We use a single, global study as the source of both dietary emissions and energy availability18. As the data reflect energy availability, it is not subject to individual-level under-reporting present in survey data that would (falsely) deflate estimates of excess energy required for walking and cycling. Whilst estimates of energy availability will result in an overestimate of the energy intake required, they more accurately reflect the emissions associated with additional energy intake as they account for the amount of food lost and wasted prior to consumption. This means that our estimates implicitly account for food waste, assuming that food waste patterns do not change under increased active travel.
The estimates of dietary GHG emissions used are based on grouping countries at similar levels of economic development, using a consistent methodology. However, these results may mask variation in the dietary greenhouse gas emissions between countries with similar levels of economic development. This means that the true variation in emissions associated with walking and cycling is likely to be wider than represented here.
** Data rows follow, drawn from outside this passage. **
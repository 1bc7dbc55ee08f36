use std::collections::HashMap;
use std::sync::atomic::{AtomicU64, Ordering};
use std::sync::Arc;

use tokio::sync::{broadcast, RwLock};
use tokio::task::JoinSet;
use whatsaly_protocol::{SessionError, SessionId, SessionResult, SessionStatus};
use whatsaly_store::{SessionCache, SessionStore};

use crate::supervisor::{supervise, SupervisorContext, SupervisorSettings};
use crate::updates::SessionUpdate;
use crate::worker::{ProcessHandle, ProcessSlot, Worker, WorkerSnapshot};

#[derive(Debug, Clone, Copy, PartialEq, Eq, Default)]
pub struct SessionPerfSnapshot {
    pub worker_count: usize,
    pub running_workers: usize,
    pub start_requests_total: u64,
    pub start_rejections_total: u64,
    pub processes_spawned_total: u64,
    pub spawn_failures_total: u64,
    pub stop_requests_total: u64,
    pub restarts_total: u64,
    pub events_applied_total: u64,
    pub decode_skips_total: u64,
    pub persist_failures_total: u64,
}

#[derive(Debug, Default)]
pub(crate) struct SessionPerfCounters {
    start_requests_total: AtomicU64,
    start_rejections_total: AtomicU64,
    processes_spawned_total: AtomicU64,
    spawn_failures_total: AtomicU64,
    stop_requests_total: AtomicU64,
    restarts_total: AtomicU64,
    events_applied_total: AtomicU64,
    decode_skips_total: AtomicU64,
    persist_failures_total: AtomicU64,
}

impl SessionPerfCounters {
    pub(crate) fn record_spawn(&self) {
        self.processes_spawned_total.fetch_add(1, Ordering::Relaxed);
    }

    pub(crate) fn record_spawn_failure(&self) {
        self.spawn_failures_total.fetch_add(1, Ordering::Relaxed);
    }

    pub(crate) fn record_restart(&self) {
        self.restarts_total.fetch_add(1, Ordering::Relaxed);
    }

    pub(crate) fn record_event_applied(&self) {
        self.events_applied_total.fetch_add(1, Ordering::Relaxed);
    }

    pub(crate) fn record_decode_skip(&self) {
        self.decode_skips_total.fetch_add(1, Ordering::Relaxed);
    }

    pub(crate) fn record_persist_failure(&self) {
        self.persist_failures_total.fetch_add(1, Ordering::Relaxed);
    }

    fn snapshot(&self, worker_count: usize, running_workers: usize) -> SessionPerfSnapshot {
        SessionPerfSnapshot {
            worker_count,
            running_workers,
            start_requests_total: self.start_requests_total.load(Ordering::Relaxed),
            start_rejections_total: self.start_rejections_total.load(Ordering::Relaxed),
            processes_spawned_total: self.processes_spawned_total.load(Ordering::Relaxed),
            spawn_failures_total: self.spawn_failures_total.load(Ordering::Relaxed),
            stop_requests_total: self.stop_requests_total.load(Ordering::Relaxed),
            restarts_total: self.restarts_total.load(Ordering::Relaxed),
            events_applied_total: self.events_applied_total.load(Ordering::Relaxed),
            decode_skips_total: self.decode_skips_total.load(Ordering::Relaxed),
            persist_failures_total: self.persist_failures_total.load(Ordering::Relaxed),
        }
    }
}

/// Registry of session workers.
///
/// The map lock guards membership only. When a worker's own lock is also
/// needed it is taken after the map lock, never before.
#[derive(Clone)]
pub struct SessionManager {
    pub(crate) workers: Arc<RwLock<HashMap<SessionId, Arc<Worker>>>>,
    pub(crate) context: Arc<SupervisorContext>,
}

impl SessionManager {
    pub fn new(
        store: Arc<dyn SessionStore>,
        cache: Arc<dyn SessionCache>,
        settings: SupervisorSettings,
    ) -> Self {
        Self {
            workers: Arc::new(RwLock::new(HashMap::new())),
            context: Arc::new(SupervisorContext::new(store, cache, settings)),
        }
    }

    pub fn subscribe(&self) -> broadcast::Receiver<SessionUpdate> {
        self.context.updates.subscribe()
    }

    /// Accepts a launch for `identity` and returns without waiting for the
    /// process to come up.
    pub async fn start(
        &self,
        identity: &SessionId,
        initial_status: SessionStatus,
    ) -> SessionResult<()> {
        self.context
            .perf
            .start_requests_total
            .fetch_add(1, Ordering::Relaxed);
        let (worker, generation) = {
            let mut workers = self.workers.write().await;
            let worker = workers
                .entry(identity.clone())
                .or_insert_with(|| {
                    Arc::new(Worker::new(identity.clone(), initial_status.clone()))
                })
                .clone();
            let mut state = worker.state.write().await;
            if state.is_running() {
                self.context
                    .perf
                    .start_rejections_total
                    .fetch_add(1, Ordering::Relaxed);
                return Err(SessionError::AlreadyRunning(identity.to_string()));
            }
            state.status = initial_status.clone();
            state.pairing_code = None;
            let generation = state.reserve_launch();
            drop(state);
            (worker, generation)
        };

        tracing::info!(identity = %identity, status = %initial_status, "starting worker");
        {
            // A pause may have landed since the reservation; persist whatever
            // the worker holds now.
            let state = worker.state.write().await;
            self.context.persist_status(identity, &state.status).await;
        }
        self.context.publish_worker(&worker).await;
        tokio::spawn(supervise(self.context.clone(), worker, generation));
        Ok(())
    }

    pub async fn get(&self, identity: &SessionId) -> SessionResult<Arc<Worker>> {
        self.workers
            .read()
            .await
            .get(identity)
            .cloned()
            .ok_or_else(|| SessionError::NotFound(identity.to_string()))
    }

    /// Pausing stops the process; resuming only marks the session as
    /// starting and leaves the launch to a later `start`.
    pub async fn pause(&self, identity: &SessionId, pause: bool) -> SessionResult<()> {
        let worker = self.get(identity).await?;
        let (status, process) = {
            let mut state = worker.state.write().await;
            let process = if pause {
                state.status = SessionStatus::Paused;
                state.take_process()
            } else {
                state.status = SessionStatus::Starting;
                None
            };
            self.context.persist_status(identity, &state.status).await;
            (state.status.clone(), process)
        };

        if let Some(process) = process {
            self.stop_process(identity, process).await;
        }
        tracing::info!(identity = %identity, status = %status, "session pause state changed");
        self.context.publish_worker(&worker).await;
        Ok(())
    }

    pub async fn resume(&self, identity: &SessionId) -> SessionResult<()> {
        self.pause(identity, false).await?;
        match self.start(identity, SessionStatus::Starting).await {
            Ok(()) | Err(SessionError::AlreadyRunning(_)) => Ok(()),
            Err(error) => Err(error),
        }
    }

    /// Starts a worker in pairing mode unless the session is already linked.
    pub async fn pair(&self, identity: &SessionId) -> SessionResult<()> {
        let worker = self.get(identity).await?;
        if worker.status().await == SessionStatus::Active {
            return Err(SessionError::AlreadyConnected(identity.to_string()));
        }
        match self.start(identity, SessionStatus::Pairing).await {
            Ok(()) | Err(SessionError::AlreadyRunning(_)) => Ok(()),
            Err(error) => Err(error),
        }
    }

    pub async fn send_input(&self, identity: &SessionId, input: &[u8]) -> SessionResult<()> {
        let worker = self.get(identity).await?;
        let sender = match &worker.state.read().await.process {
            ProcessSlot::Running(handle) => handle.input(),
            ProcessSlot::Idle | ProcessSlot::Launching { .. } => {
                return Err(SessionError::Process(format!(
                    "worker has no live process: {identity}"
                )))
            }
        };
        sender.send(input.to_vec()).await.map_err(|_| {
            SessionError::Process(format!("worker input channel closed: {identity}"))
        })
    }

    /// Live state when the session is in memory, otherwise its persisted
    /// record.
    pub async fn describe(&self, identity: &SessionId) -> SessionResult<WorkerSnapshot> {
        if let Ok(worker) = self.get(identity).await {
            return Ok(worker.snapshot().await);
        }
        let key = identity.clone();
        let record = self
            .context
            .with_store(move |store| store.load_record(&key))
            .await?;
        match record {
            Some(record) => Ok(WorkerSnapshot::from_record(record)),
            None => Err(SessionError::NotFound(identity.to_string())),
        }
    }

    pub async fn list(&self) -> Vec<WorkerSnapshot> {
        let workers: Vec<Arc<Worker>> = self.workers.read().await.values().cloned().collect();
        let mut snapshots = Vec::with_capacity(workers.len());
        for worker in workers {
            snapshots.push(worker.snapshot().await);
        }
        snapshots.sort_by(|left, right| left.identity.cmp(&right.identity));
        snapshots
    }

    pub async fn perf_snapshot(&self) -> SessionPerfSnapshot {
        let snapshots = self.list().await;
        let running = snapshots.iter().filter(|snapshot| snapshot.running).count();
        self.context.perf.snapshot(snapshots.len(), running)
    }

    /// Stops every live worker without touching persisted status, so the
    /// next boot resumes the same sessions.
    pub async fn shutdown(&self) {
        let workers: Vec<Arc<Worker>> = self.workers.read().await.values().cloned().collect();
        let wait = self.context.settings.termination.upper_bound();
        let mut stops = JoinSet::new();
        for worker in workers {
            let process = worker.state.write().await.take_process();
            if let Some(process) = process {
                self.context
                    .perf
                    .stop_requests_total
                    .fetch_add(1, Ordering::Relaxed);
                let identity = worker.identity().clone();
                stops.spawn(async move { (identity, process.terminate(wait).await) });
            }
        }
        while let Some(joined) = stops.join_next().await {
            if let Ok((identity, None)) = joined {
                tracing::warn!(identity = %identity, "worker did not confirm exit during shutdown");
            }
        }
    }

    pub(crate) async fn stop_process(&self, identity: &SessionId, process: ProcessHandle) {
        self.context
            .perf
            .stop_requests_total
            .fetch_add(1, Ordering::Relaxed);
        let wait = self.context.settings.termination.upper_bound();
        match process.terminate(wait).await {
            Some(outcome) => {
                tracing::debug!(identity = %identity, outcome = ?outcome, "worker process stopped");
            }
            None => {
                tracing::warn!(
                    identity = %identity,
                    "worker process did not confirm exit within the termination window"
                );
            }
        }
    }
}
We explore the sensitivity of our results to assumptions around compensation of energy intake by modelling BMI changes and estimated emissions per km for a population based on a UK cohort study. The UK study was selected as it was the only longitudinal study we identified that presented sufficient data to estimate the extent of compensatory energy behaviour. However, our estimates of compensatory behaviour are based on aggregate results and not an analysis conducted at the individual level. As neither diet nor energy intake were assessed in the study, the observed change in weight may easily be confounded by other lifestyle changes accompanying transport mode shift (e.g. change in diet, income, or family circumstance). The reported change in BMI corresponds to a wide range in compensatory energy intake that is likely to be highly heterogeneous across individuals. The sensitivity of emissions estimates to compensatory behaviours in our example clearly demonstrates the need for better quantification of BMI changes and compensatory behaviour in the context of active transport.
If increased energy expenditure from active transport was not fully compensated, then both the food-related emissions associated with active transport will be lower and a (modest) contribution will be made to lowering obesity rates. Given the high impact of obesity on healthcare systems, and the high emissions associated with healthcare (e.g. 10% of total emissions in the USA25), the indirect benefits of active transport (such as through reduced health system burdens) onto emissions may be substantial, and warrant further research.